The Guardian has reported details of a specific plan to take displaced people from UN refugee agency camps on the border of Syria, but officials are thrashing out a plan over where they will be placed and how it is funded.
But the move is unlikely to pave the way for tens of thousands of new arrivals akin to Germany and is likely to take the form of an expansion of an existing scheme.
The Prime Minister fell short of spelling out these plans when pressed by media on a regional UK tour today.
But there appeared to be a shift in tone to reflect the public mood of widespread despair over the death of three-year-old Aylan Kurdi, found dead on a beach in Turkey after trying to escape Syria.
Aylan Kurdi (left) and his brother Galip (right), who perished
Pressure to start to take the numbers already being taken elsewhere in Europe came from the Scottish first minister, Nicola Sturgeon, who accused him of adopting a “walk on by on the other side” approach after he said on Wednesday that the UK would not take any extra refugees.
Boris Johnson, the mayor of London, Ruth Davidson, the Conservative leader in Scotland, Lady Warsi, the former party chairman, have all spoken out, as have several backbench MPs.
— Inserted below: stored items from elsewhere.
//! Native attribute values.
//!
//! This is the in-memory side of every attribute. Marshalers convert it to
//! and from the store's wire representation.

use chrono::{DateTime, Utc};
use serde::{Deserialize, Serialize};
use std::collections::{BTreeMap, BTreeSet};

/// Universal native value held by an item attribute.
///
/// Containers are owned, so a clean snapshot is a deep copy and equality is
/// structural.
///
/// # Example
///
/// ```rust
/// use dynamap_common::Value;
///
/// let s = Value::from("hello");
/// let n = Value::from(42i64);
/// let list = Value::List(vec![Value::Integer(1), Value::Integer(2)]);
/// assert!(!list.is_null());
/// ```
#[derive(Debug, Clone, Serialize, Deserialize, PartialEq, Default)]
#[serde(untagged)]
pub enum Value {
    /// Unset or explicitly nil
    #[default]
    Null,
    Bool(bool),
    Integer(i64),
    Float(f64),
    String(String),
    Bytes(Vec<u8>),
    DateTime(DateTime<Utc>),
    List(Vec<Value>),
    Map(BTreeMap<String, Value>),
    StringSet(BTreeSet<String>),
    /// Sorted and deduplicated by the number-set marshaler
    NumberSet(Vec<f64>),
}

impl Value {
    #[must_use]
    pub fn is_null(&self) -> bool {
        matches!(self, Value::Null)
    }

    #[must_use]
    pub fn as_bool(&self) -> Option<bool> {
        match self {
            Value::Bool(b) => Some(*b),
            _ => None,
        }
    }

    #[must_use]
    pub fn as_i64(&self) -> Option<i64> {
        match self {
            Value::Integer(i) => Some(*i),
            _ => None,
        }
    }

    #[must_use]
    pub fn as_f64(&self) -> Option<f64> {
        match self {
            Value::Float(f) => Some(*f),
            #[allow(clippy::cast_precision_loss)]
            Value::Integer(i) => Some(*i as f64),
            _ => None,
        }
    }

    #[must_use]
    pub fn as_str(&self) -> Option<&str> {
        match self {
            Value::String(s) => Some(s),
            _ => None,
        }
    }

    #[must_use]
    pub fn as_list(&self) -> Option<&[Value]> {
        match self {
            Value::List(l) => Some(l),
            _ => None,
        }
    }

    #[must_use]
    pub fn as_map(&self) -> Option<&BTreeMap<String, Value>> {
        match self {
            Value::Map(m) => Some(m),
            _ => None,
        }
    }

    /// Get the type name for error messages
    #[must_use]
    pub fn type_name(&self) -> &'static str {
        match self {
            Value::Null => "null",
            Value::Bool(_) => "boolean",
            Value::Integer(_) => "integer",
            Value::Float(_) => "float",
            Value::String(_) => "string",
            Value::Bytes(_) => "bytes",
            Value::DateTime(_) => "datetime",
            Value::List(_) => "list",
            Value::Map(_) => "map",
            Value::StringSet(_) => "string_set",
            Value::NumberSet(_) => "number_set",
        }
    }
}

impl From<bool> for Value {
    fn from(v: bool) -> Self {
        Value::Bool(v)
    }
}

impl From<i32> for Value {
    fn from(v: i32) -> Self {
        Value::Integer(i64::from(v))
    }
}

impl From<i64> for Value {
    fn from(v: i64) -> Self {
        Value::Integer(v)
    }
}

impl From<f64> for Value {
    fn from(v: f64) -> Self {
        Value::Float(v)
    }
}

impl From<String> for Value {
    fn from(v: String) -> Self {
        Value::String(v)
    }
}

impl From<&str> for Value {
    fn from(v: &str) -> Self {
        Value::String(v.to_string())
    }
}

impl From<Vec<u8>> for Value {
    fn from(v: Vec<u8>) -> Self {
        Value::Bytes(v)
    }
}

impl From<DateTime<Utc>> for Value {
    fn from(v: DateTime<Utc>) -> Self {
        Value::DateTime(v)
    }
}

impl<T: Into<Value>> From<Option<T>> for Value {
    fn from(v: Option<T>) -> Self {
        v.map_or(Value::Null, Into::into)
    }
}

impl<T: Into<Value>> From<Vec<T>> for Value {
    fn from(v: Vec<T>) -> Self {
        Value::List(v.into_iter().map(Into::into).collect())
    }
}

impl<T: Into<Value>> From<BTreeMap<String, T>> for Value {
    fn from(v: BTreeMap<String, T>) -> Self {
        Value::Map(v.into_iter().map(|(k, v)| (k, v.into())).collect())
    }
}

impl From<BTreeSet<String>> for Value {
    fn from(v: BTreeSet<String>) -> Self {
        Value::StringSet(v)
    }
}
Acting Labour leader Harriet Harman urged Cameron to convene an emergency meeting of Cobra cabinet committee to coordinate the government response and Yvette Cooper, the shadow home secretary, said it was "utterly shameful ... that our prime minister is just turning his back”.
UPDATE:
Since the start of the crisis, the UK has granted asylum to around 5,000 Syrians, significantly higher than 216 migrants critics have highlighted, which arrived through a specific relocation programme that resettles Syrians placed in camps.
But the Prime Minister said today: “Anyone who saw those pictures overnight could not help but be moved and, as a father, I felt deeply moved by the sight of that young boy on a beach in Turkey.
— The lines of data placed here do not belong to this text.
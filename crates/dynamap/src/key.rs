//! Key resolution
//!
//! Every operation that addresses a single stored item needs its full key.
//! Resolution is all-or-error: a missing hash or range key fails with
//! `KeyMissing` naming every absent key field, hash key first.

use serde_json::Value as JsonValue;

use dynamap_common::{Error, Result, Value};

use crate::item::Item;
use crate::model::ModelDescriptor;
use crate::wire::WireItem;

/// Serialized key of one item, hash key first.
#[derive(Debug, Clone, PartialEq)]
pub struct KeyTuple {
    parts: Vec<(String, JsonValue)>,
}

impl KeyTuple {
    /// `(storage name, attribute value)` pairs in key order
    pub fn iter(&self) -> impl Iterator<Item = (&str, &JsonValue)> {
        self.parts.iter().map(|(k, v)| (k.as_str(), v))
    }

    #[must_use]
    pub fn get(&self, storage_name: &str) -> Option<&JsonValue> {
        self.parts
            .iter()
            .find(|(k, _)| k == storage_name)
            .map(|(_, v)| v)
    }

    #[must_use]
    pub fn to_wire(&self) -> WireItem {
        self.parts.iter().cloned().collect()
    }
}

impl From<KeyTuple> for JsonValue {
    fn from(key: KeyTuple) -> Self {
        JsonValue::Object(key.to_wire())
    }
}

/// Resolve the key of an item from its current attribute values
pub fn key_values(item: &Item) -> Result<KeyTuple> {
    resolve(item.model(), |name| item.get(name).cloned())
}

/// Resolve a key from caller-supplied `(field, value)` pairs.
///
/// Values are type cast like assignments; unknown field names are rejected
/// and non-key fields are ignored.
pub fn key_from_pairs<K: AsRef<str>>(
    model: &ModelDescriptor,
    pairs: &[(K, Value)],
) -> Result<KeyTuple> {
    for (name, _) in pairs {
        model.attribute_for(name.as_ref())?;
    }
    resolve(model, |name| {
        pairs
            .iter()
            .find(|(k, _)| k.as_ref() == name)
            .map(|(_, v)| v.clone())
    })
}

fn resolve(model: &ModelDescriptor, lookup: impl Fn(&str) -> Option<Value>) -> Result<KeyTuple> {
    let mut parts = Vec::with_capacity(2);
    let mut missing = Vec::new();

    for def in model.key_attributes() {
        let value = match lookup(def.name()) {
            Some(value) if !value.is_null() => def.type_cast(value)?,
            _ => {
                missing.push(def.name().to_string());
                continue;
            }
        };
        match def.serialize(&value)? {
            Some(attr) => parts.push((def.storage_name().to_string(), attr)),
            None => missing.push(def.name().to_string()),
        }
    }

    if missing.is_empty() {
        Ok(KeyTuple { parts })
    } else {
        Err(Error::KeyMissing { fields: missing })
    }
}

#[cfg(test)]
mod tests {
    use super::*;
    use crate::model::Attribute;
    use serde_json::json;
    use std::sync::Arc;

    fn events() -> Arc<ModelDescriptor> {
        ModelDescriptor::builder("events")
            .attribute(Attribute::string("stream").hash_key().storage_name("pk"))
            .attribute(Attribute::integer("seq").range_key().storage_name("sk"))
            .attribute(Attribute::string("body"))
            .build()
            .unwrap()
    }

    #[test]
    fn test_full_key() {
        let model = events();
        let item = Item::from_pairs(
            &model,
            [("stream", Value::from("s1")), ("seq", Value::from(7i64))],
        )
        .unwrap();

        let key = key_values(&item).unwrap();
        let parts: Vec<&str> = key.iter().map(|(k, _)| k).collect();
        assert_eq!(parts, vec!["pk", "sk"]);
        assert_eq!(key.get("sk"), Some(&json!({"N": "7"})));
        assert_eq!(
            JsonValue::from(key),
            json!({"pk": {"S": "s1"}, "sk": {"N": "7"}})
        );
    }

    #[test]
    fn test_missing_keys_reported_together_hash_first() {
        let model = events();
        let item = Item::from_pairs(&model, [("body", Value::from("x"))]).unwrap();

        match key_values(&item).unwrap_err() {
            Error::KeyMissing { fields } => assert_eq!(fields, vec!["stream", "seq"]),
            other => panic!("unexpected error: {other:?}"),
        }
    }

    #[test]
    fn test_nil_key_counts_as_missing() {
        let model = events();
        let item = Item::from_pairs(
            &model,
            [("stream", Value::Null), ("seq", Value::from(1i64))],
        )
        .unwrap();

        match key_values(&item).unwrap_err() {
            Error::KeyMissing { fields } => assert_eq!(fields, vec!["stream"]),
            other => panic!("unexpected error: {other:?}"),
        }
    }

    #[test]
    fn test_key_from_pairs() {
        let model = events();
        let key = key_from_pairs(&model, &[("seq", Value::from("3")), ("stream", Value::from("s"))])
            .unwrap();
        assert_eq!(key.get("sk"), Some(&json!({"N": "3"})));

        let err = key_from_pairs(&model, &[("stream", Value::from("s"))]).unwrap_err();
        assert!(matches!(err, Error::KeyMissing { fields } if fields == vec!["seq"]));

        let err = key_from_pairs(&model, &[("nope", Value::from(1i64))]).unwrap_err();
        assert!(matches!(err, Error::UnknownAttribute(_)));
    }
}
"Britain is a moral nation and we will fulfil our moral responsibilities.
“We are taking thousands of people, and we will take thousands of people.”
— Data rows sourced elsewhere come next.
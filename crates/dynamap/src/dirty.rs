//! Dirty tracking
//!
//! The tracker holds the clean snapshot of one item: the attribute values as
//! of the last successful load or save. An attribute is dirty when its
//! current value differs from the snapshot. Unset and nil compare equal.

use std::collections::{HashMap, HashSet};

use dynamap_common::Value;

static NULL: Value = Value::Null;

fn or_null(value: Option<&Value>) -> &Value {
    value.unwrap_or(&NULL)
}

/// Clean snapshot and assignment flags for one item instance.
#[derive(Debug, Clone)]
pub struct DirtyTracker {
    clean: HashMap<String, Value>,
    assigned: HashSet<String>,
    track_mutations: bool,
}

impl DirtyTracker {
    #[must_use]
    pub fn new(track_mutations: bool) -> Self {
        Self {
            clean: HashMap::new(),
            assigned: HashSet::new(),
            track_mutations,
        }
    }

    /// Whether `current` differs from the snapshot of `name`.
    ///
    /// Without mutation tracking only attributes assigned since the last
    /// clean are compared, so changes made in place go unnoticed.
    #[must_use]
    pub fn attribute_dirty(&self, name: &str, current: Option<&Value>) -> bool {
        if !self.track_mutations && !self.assigned.contains(name) {
            return false;
        }
        or_null(current) != or_null(self.clean.get(name))
    }

    pub fn record_assignment(&mut self, name: &str) {
        if !self.assigned.contains(name) {
            self.assigned.insert(name.to_string());
        }
    }

    /// Snapshot value of `name`, `None` when it was unset
    #[must_use]
    pub fn was(&self, name: &str) -> Option<&Value> {
        self.clean.get(name).filter(|v| !v.is_null())
    }

    /// Replace the snapshot with a deep copy of `current`.
    pub fn clean(&mut self, current: &HashMap<String, Value>) {
        self.clean = current.clone();
        self.assigned.clear();
    }

    /// Forget the assignment flag of one attribute after it was rolled back
    pub fn clear_assignment(&mut self, name: &str) {
        self.assigned.remove(name);
    }
}

#[cfg(test)]
mod tests {
    use super::*;

    fn snapshot(pairs: &[(&str, Value)]) -> HashMap<String, Value> {
        pairs
            .iter()
            .map(|(k, v)| ((*k).to_string(), v.clone()))
            .collect()
    }

    #[test]
    fn test_identical_value_is_clean() {
        let mut tracker = DirtyTracker::new(true);
        tracker.clean(&snapshot(&[("name", Value::from("a"))]));

        assert!(!tracker.attribute_dirty("name", Some(&Value::from("a"))));
        assert!(tracker.attribute_dirty("name", Some(&Value::from("b"))));
    }

    #[test]
    fn test_unset_and_nil_are_equal() {
        let tracker = DirtyTracker::new(true);
        assert!(!tracker.attribute_dirty("name", None));
        assert!(!tracker.attribute_dirty("name", Some(&Value::Null)));
        assert!(tracker.attribute_dirty("name", Some(&Value::from(1i64))));
    }

    #[test]
    fn test_container_changes_are_structural() {
        let mut tracker = DirtyTracker::new(true);
        let list = Value::from(vec![1i64, 2]);
        tracker.clean(&snapshot(&[("list", list.clone())]));

        let mut current = list;
        if let Value::List(items) = &mut current {
            items.push(Value::Integer(3));
        }
        assert!(tracker.attribute_dirty("list", Some(&current)));
    }

    #[test]
    fn test_without_mutation_tracking_only_assignments_count() {
        let mut tracker = DirtyTracker::new(false);
        tracker.clean(&snapshot(&[("list", Value::from(vec![1i64]))]));

        let mutated = Value::from(vec![1i64, 2]);
        assert!(!tracker.attribute_dirty("list", Some(&mutated)));

        tracker.record_assignment("list");
        assert!(tracker.attribute_dirty("list", Some(&mutated)));
        assert!(!tracker.attribute_dirty("list", Some(&Value::from(vec![1i64]))));

        tracker.clean(&snapshot(&[("list", mutated.clone())]));
        assert!(!tracker.attribute_dirty("list", Some(&mutated)));
    }

    #[test]
    fn test_was_hides_nil() {
        let mut tracker = DirtyTracker::new(true);
        tracker.clean(&snapshot(&[("a", Value::Null), ("b", Value::Integer(1))]));
        assert_eq!(tracker.was("a"), None);
        assert_eq!(tracker.was("b"), Some(&Value::Integer(1)));
        assert_eq!(tracker.was("c"), None);
    }
}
But he is also conscious of being seen to open the borders and encourage more people fleeing the Middle East to make the treacherous journey to the UK.
“We need a comprehensive solution, a new government in Libya, we need to deal with the problems in Syria," he added.
“I would say the people responsible for these terrible scenes we see, the people most responsible, are President Assad in Syria and the butchers of Isil [Islamic State] and the criminal gangs that are running this terrible trade in people.
"And we have to be as tough on them at the same time.”